The output should be identical to the entries that follow.
━━━━━━━━━━
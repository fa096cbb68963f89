use parking_lot::RwLock;
use serde::Serialize;
use std::sync::Arc;
use tokio::task::JoinHandle;
use tracing::{debug, info};

use crate::app::config::AppConfig;
use crate::chat::ChatService;
use crate::error::Result;
use crate::models::{RateLimitConfig, RateLimiter, ResponseRouter};
use crate::platform::AppPaths;
use crate::storage::{ConversationRepository, ConversationStatistics, Database};

/// Service-wide counters reported by `GET /api/stats`.
#[derive(Debug, Clone, Serialize)]
pub struct ServiceStats {
    #[serde(flatten)]
    pub conversations: ConversationStatistics,
    pub database_bytes: u64,
    pub rate_limited_clients: usize,
}

/// Everything a request handler or CLI command needs, built once at startup.
pub struct AppState {
    config: Arc<RwLock<AppConfig>>,
    database: Database,
    chat: Arc<ChatService>,
    rate_limiter: Arc<RateLimiter>,
    rate_limit: RateLimitConfig,
}

impl AppState {
    pub async fn new(config: AppConfig, paths: &AppPaths) -> Result<Self> {
        info!("Initializing application state");

        let router = Arc::new(ResponseRouter::from_config(&config.providers, &config.health)?);
        let database = match &config.server.database_url {
            Some(url) => Database::connect(url).await?,
            None => Database::new(paths).await?,
        };

        Ok(Self::with_router(config, database, router))
    }

    /// Assembles state around an already-built router and database.
    pub fn with_router(
        config: AppConfig,
        database: Database,
        router: Arc<ResponseRouter>,
    ) -> Self {
        let repository = ConversationRepository::new(database.pool().clone());
        let chat = Arc::new(ChatService::new(router, repository, config.chat.clone()));
        let rate_limit = config.to_rate_limit_config();

        debug!(
            "Rate limiting {} ({} requests per {:?})",
            if config.rate_limiting.enabled { "enabled" } else { "disabled" },
            rate_limit.max_requests,
            rate_limit.window
        );

        Self {
            config: Arc::new(RwLock::new(config)),
            database,
            chat,
            rate_limiter: Arc::new(RateLimiter::new()),
            rate_limit,
        }
    }

    pub fn database(&self) -> &Database {
        &self.database
    }

    pub fn chat(&self) -> &Arc<ChatService> {
        &self.chat
    }

    pub fn router(&self) -> &Arc<ResponseRouter> {
        self.chat.router()
    }

    pub fn rate_limiter(&self) -> &Arc<RateLimiter> {
        &self.rate_limiter
    }

    /// `None` when rate limiting is switched off.
    pub fn rate_limit(&self) -> Option<RateLimitConfig> {
        self.config
            .read()
            .rate_limiting
            .enabled
            .then_some(self.rate_limit)
    }

    /// Whether `X-Forwarded-For` / `X-Real-IP` may identify the client.
    pub fn trust_forwarded_headers(&self) -> bool {
        self.config.read().server.trust_forwarded_headers
    }

    pub async fn stats(&self) -> Result<ServiceStats> {
        Ok(ServiceStats {
            conversations: self.chat.statistics().await?,
            database_bytes: self.database.size_bytes().await?,
            rate_limited_clients: self.rate_limiter.tracked_clients(),
        })
    }

    /// Starts the periodic purge of expired rate-limit windows.
    pub fn start_background_tasks(&self) -> Option<JoinHandle<()>> {
        let config = self.config.read();
        config
            .rate_limiting
            .enabled
            .then(|| self.rate_limiter.spawn_sweeper(config.rate_limiting.sweep_interval()))
    }
}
━━━━━━━━━━
→ **THE ANSWER**:
repository fa096cbb68963f89
use parking_lot::RwLock;
use serde::Serialize;
use std::sync::Arc;
use tokio::task::JoinHandle;
use tracing::{debug, info};

use crate::app::config::AppConfig;
use crate::chat::ChatService;
use crate::error::Result;
use crate::models::{RateLimitConfig, RateLimiter, ResponseRouter};
use crate::platform::AppPaths;
use crate::storage::{ConversationRepository, ConversationStatistics, Database};

/// Service-wide counters reported by `GET /api/stats`.
#[derive(Debug, Clone, Serialize)]
pub struct ServiceStats {
    #[serde(flatten)]
    pub conversations: ConversationStatistics,
    pub database_bytes: u64,
    pub rate_limited_clients: usize,
}

/// Everything a request handler or CLI command needs, built once at startup.
pub struct AppState {
    config: Arc<RwLock<AppConfig>>,
    database: Database,
    chat: Arc<ChatService>,
    rate_limiter: Arc<RateLimiter>,
    rate_limit: RateLimitConfig,
}

impl AppState {
    pub async fn new(config: AppConfig, paths: &AppPaths) -> Result<Self> {
        info!("Initializing application state");

        let router = Arc::new(ResponseRouter::from_config(&config.providers, &config.health)?);
        let database = match &config.server.database_url {
            Some(url) => Database::connect(url).await?,
            None => Database::new(paths).await?,
        };

        Ok(Self::with_router(config, database, router))
    }

    /// Assembles state around an already-built router and database.
    pub fn with_router(
        config: AppConfig,
        database: Database,
        router: Arc<ResponseRouter>,
    ) -> Self {
        let repository = ConversationRepository::new(database.pool().clone());
        let chat = Arc::new(ChatService::new(router, repository, config.chat.clone()));
        let rate_limit = config.to_rate_limit_config();

        debug!(
            "Rate limiting {} ({} requests per {:?})",
            if config.rate_limiting.enabled { "enabled" } else { "disabled" },
            rate_limit.max_requests,
            rate_limit.window
        );

        Self {
            config: Arc::new(RwLock::new(config)),
            database,
            chat,
            rate_limiter: Arc::new(RateLimiter::new()),
            rate_limit,
        }
    }

    pub fn database(&self) -> &Database {
        &self.database
    }

    pub fn chat(&self) -> &Arc<ChatService> {
        &self.chat
    }

    pub fn router(&self) -> &Arc<ResponseRouter> {
        self.chat.router()
    }

    pub fn rate_limiter(&self) -> &Arc<RateLimiter> {
        &self.rate_limiter
    }

    /// `None` when rate limiting is switched off.
    pub fn rate_limit(&self) -> Option<RateLimitConfig> {
        self.config
            .read()
            .rate_limiting
            .enabled
            .then_some(self.rate_limit)
    }

    /// Whether `X-Forwarded-For` / `X-Real-IP` may identify the client.
    pub fn trust_forwarded_headers(&self) -> bool {
        self.config.read().server.trust_forwarded_headers
    }

    pub async fn stats(&self) -> Result<ServiceStats> {
        Ok(ServiceStats {
            conversations: self.chat.statistics().await?,
            database_bytes: self.database.size_bytes().await?,
            rate_limited_clients: self.rate_limiter.tracked_clients(),
        })
    }

    /// Starts the periodic purge of expired rate-limit windows.
    pub fn start_background_tasks(&self) -> Option<JoinHandle<()>> {
        let config = self.config.read();
        config
            .rate_limiting
            .enabled
            .then(|| self.rate_limiter.spawn_sweeper(config.rate_limiting.sweep_interval()))
    }
}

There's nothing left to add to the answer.